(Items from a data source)
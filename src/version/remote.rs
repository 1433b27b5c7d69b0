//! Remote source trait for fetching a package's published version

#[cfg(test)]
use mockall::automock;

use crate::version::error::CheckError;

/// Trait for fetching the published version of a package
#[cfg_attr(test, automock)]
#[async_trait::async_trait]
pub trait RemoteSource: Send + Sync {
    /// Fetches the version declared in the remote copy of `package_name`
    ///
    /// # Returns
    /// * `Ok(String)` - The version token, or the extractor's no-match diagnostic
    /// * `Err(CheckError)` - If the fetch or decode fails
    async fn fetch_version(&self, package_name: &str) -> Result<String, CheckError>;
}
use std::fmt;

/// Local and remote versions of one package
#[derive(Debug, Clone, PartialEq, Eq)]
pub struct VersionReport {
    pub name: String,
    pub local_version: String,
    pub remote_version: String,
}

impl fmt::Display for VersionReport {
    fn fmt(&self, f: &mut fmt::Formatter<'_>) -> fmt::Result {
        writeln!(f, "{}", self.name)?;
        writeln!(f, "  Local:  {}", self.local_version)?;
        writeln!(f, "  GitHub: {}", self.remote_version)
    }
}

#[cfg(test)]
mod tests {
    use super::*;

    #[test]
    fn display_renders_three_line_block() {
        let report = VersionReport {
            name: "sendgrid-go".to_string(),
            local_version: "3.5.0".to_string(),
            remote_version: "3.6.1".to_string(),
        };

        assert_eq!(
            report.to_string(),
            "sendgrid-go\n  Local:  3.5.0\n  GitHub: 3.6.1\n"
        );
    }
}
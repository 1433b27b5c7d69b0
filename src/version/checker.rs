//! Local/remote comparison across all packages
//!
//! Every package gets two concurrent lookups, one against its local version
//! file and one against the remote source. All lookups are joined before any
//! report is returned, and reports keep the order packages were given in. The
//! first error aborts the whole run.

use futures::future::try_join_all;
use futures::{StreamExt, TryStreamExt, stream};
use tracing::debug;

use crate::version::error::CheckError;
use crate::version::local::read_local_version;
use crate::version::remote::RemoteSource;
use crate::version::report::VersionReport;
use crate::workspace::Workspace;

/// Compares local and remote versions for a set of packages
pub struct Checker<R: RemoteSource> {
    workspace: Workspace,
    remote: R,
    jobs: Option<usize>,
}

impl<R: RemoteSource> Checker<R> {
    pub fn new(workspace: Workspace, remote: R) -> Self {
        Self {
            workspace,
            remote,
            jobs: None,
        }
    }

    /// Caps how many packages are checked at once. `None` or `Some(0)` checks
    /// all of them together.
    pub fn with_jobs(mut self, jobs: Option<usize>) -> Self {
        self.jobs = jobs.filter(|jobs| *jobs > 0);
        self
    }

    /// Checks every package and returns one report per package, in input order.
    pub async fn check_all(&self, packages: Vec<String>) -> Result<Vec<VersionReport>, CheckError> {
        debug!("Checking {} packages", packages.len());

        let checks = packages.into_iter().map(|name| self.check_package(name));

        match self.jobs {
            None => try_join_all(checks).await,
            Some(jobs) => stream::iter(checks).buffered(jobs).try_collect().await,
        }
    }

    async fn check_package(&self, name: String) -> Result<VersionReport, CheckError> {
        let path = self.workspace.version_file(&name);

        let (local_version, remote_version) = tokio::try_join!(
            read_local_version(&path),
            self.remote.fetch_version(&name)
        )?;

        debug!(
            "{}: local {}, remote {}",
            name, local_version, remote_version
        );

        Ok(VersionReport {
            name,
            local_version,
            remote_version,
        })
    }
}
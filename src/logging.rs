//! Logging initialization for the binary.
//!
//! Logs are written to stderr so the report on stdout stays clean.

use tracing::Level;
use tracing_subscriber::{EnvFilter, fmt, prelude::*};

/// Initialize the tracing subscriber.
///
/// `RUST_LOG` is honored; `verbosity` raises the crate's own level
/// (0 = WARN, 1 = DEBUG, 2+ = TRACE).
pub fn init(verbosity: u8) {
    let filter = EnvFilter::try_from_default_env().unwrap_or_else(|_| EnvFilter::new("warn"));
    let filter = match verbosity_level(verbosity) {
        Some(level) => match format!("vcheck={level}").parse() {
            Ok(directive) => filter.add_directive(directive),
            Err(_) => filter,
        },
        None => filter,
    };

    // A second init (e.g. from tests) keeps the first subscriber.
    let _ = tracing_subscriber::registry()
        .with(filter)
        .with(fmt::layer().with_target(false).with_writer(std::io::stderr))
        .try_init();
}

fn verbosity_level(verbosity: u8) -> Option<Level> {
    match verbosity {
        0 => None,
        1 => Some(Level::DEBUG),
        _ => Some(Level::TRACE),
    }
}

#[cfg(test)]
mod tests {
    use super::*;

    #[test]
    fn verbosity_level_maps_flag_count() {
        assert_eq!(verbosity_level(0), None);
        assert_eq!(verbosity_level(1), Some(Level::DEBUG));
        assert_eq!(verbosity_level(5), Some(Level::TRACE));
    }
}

■ **The task**: Set down every record above exactly as written.

■ **Answer space**:
filename src/version/remote.rs
repository 1433b27b5c7d69b0
//! Remote source trait for fetching a package's published version

#[cfg(test)]
use mockall::automock;

use crate::version::error::CheckError;

/// Trait for fetching the published version of a package
#[cfg_attr(test, automock)]
#[async_trait::async_trait]
pub trait RemoteSource: Send + Sync {
    /// Fetches the version declared in the remote copy of `package_name`
    ///
    /// # Returns
    /// * `Ok(String)` - The version token, or the extractor's no-match diagnostic
    /// * `Err(CheckError)` - If the fetch or decode fails
    async fn fetch_version(&self, package_name: &str) -> Result<String, CheckError>;
}
use std::fmt;

/// Local and remote versions of one package
#[derive(Debug, Clone, PartialEq, Eq)]
pub struct VersionReport {
    pub name: String,
    pub local_version: String,
    pub remote_version: String,
}

impl fmt::Display for VersionReport {
    fn fmt(&self, f: &mut fmt::Formatter<'_>) -> fmt::Result {
        writeln!(f, "{}", self.name)?;
        writeln!(f, "  Local:  {}", self.local_version)?;
        writeln!(f, "  GitHub: {}", self.remote_version)
    }
}

#[cfg(test)]
mod tests {
    use super::*;

    #[test]
    fn display_renders_three_line_block() {
        let report = VersionReport {
            name: "sendgrid-go".to_string(),
            local_version: "3.5.0".to_string(),
            remote_version: "3.6.1".to_string(),
        };

        assert_eq!(
            report.to_string(),
            "sendgrid-go\n  Local:  3.5.0\n  GitHub: 3.6.1\n"
        );
    }
}
repository 1433b27b5c7d69b0
filename src/version/checker.rs
//! Local/remote comparison across all packages
//!
//! Every package gets two concurrent lookups, one against its local version
//! file and one against the remote source. All lookups are joined before any
//! report is returned, and reports keep the order packages were given in. The
//! first error aborts the whole run.

use futures::future::try_join_all;
use futures::{StreamExt, TryStreamExt, stream};
use tracing::debug;

use crate::version::error::CheckError;
use crate::version::local::read_local_version;
use crate::version::remote::RemoteSource;
use crate::version::report::VersionReport;
use crate::workspace::Workspace;

/// Compares local and remote versions for a set of packages
pub struct Checker<R: RemoteSource> {
    workspace: Workspace,
    remote: R,
    jobs: Option<usize>,
}

impl<R: RemoteSource> Checker<R> {
    pub fn new(workspace: Workspace, remote: R) -> Self {
        Self {
            workspace,
            remote,
            jobs: None,
        }
    }

    /// Caps how many packages are checked at once. `None` or `Some(0)` checks
    /// all of them together.
    pub fn with_jobs(mut self, jobs: Option<usize>) -> Self {
        self.jobs = jobs.filter(|jobs| *jobs > 0);
        self
    }

    /// Checks every package and returns one report per package, in input order.
    pub async fn check_all(&self, packages: Vec<String>) -> Result<Vec<VersionReport>, CheckError> {
        debug!("Checking {} packages", packages.len());

        let checks = packages.into_iter().map(|name| self.check_package(name));

        match self.jobs {
            None => try_join_all(checks).await,
            Some(jobs) => stream::iter(checks).buffered(jobs).try_collect().await,
        }
    }

    async fn check_package(&self, name: String) -> Result<VersionReport, CheckError> {
        let path = self.workspace.version_file(&name);

        let (local_version, remote_version) = tokio::try_join!(
            read_local_version(&path),
            self.remote.fetch_version(&name)
        )?;

        debug!(
            "{}: local {}, remote {}",
            name, local_version, remote_version
        );

        Ok(VersionReport {
            name,
            local_version,
            remote_version,
        })
    }
}
filename src/logging.rs
//! Logging initialization for the binary.
//!
//! Logs are written to stderr so the report on stdout stays clean.

use tracing::Level;
use tracing_subscriber::{EnvFilter, fmt, prelude::*};

/// Initialize the tracing subscriber.
///
/// `RUST_LOG` is honored; `verbosity` raises the crate's own level
/// (0 = WARN, 1 = DEBUG, 2+ = TRACE).
pub fn init(verbosity: u8) {
    let filter = EnvFilter::try_from_default_env().unwrap_or_else(|_| EnvFilter::new("warn"));
    let filter = match verbosity_level(verbosity) {
        Some(level) => match format!("vcheck={level}").parse() {
            Ok(directive) => filter.add_directive(directive),
            Err(_) => filter,
        },
        None => filter,
    };

    // A second init (e.g. from tests) keeps the first subscriber.
    let _ = tracing_subscriber::registry()
        .with(filter)
        .with(fmt::layer().with_target(false).with_writer(std::io::stderr))
        .try_init();
}

fn verbosity_level(verbosity: u8) -> Option<Level> {
    match verbosity {
        0 => None,
        1 => Some(Level::DEBUG),
        _ => Some(Level::TRACE),
    }
}

#[cfg(test)]
mod tests {
    use super::*;

    #[test]
    fn verbosity_level_maps_flag_count() {
        assert_eq!(verbosity_level(0), None);
        assert_eq!(verbosity_level(1), Some(Level::DEBUG));
        assert_eq!(verbosity_level(5), Some(Level::TRACE));
    }
}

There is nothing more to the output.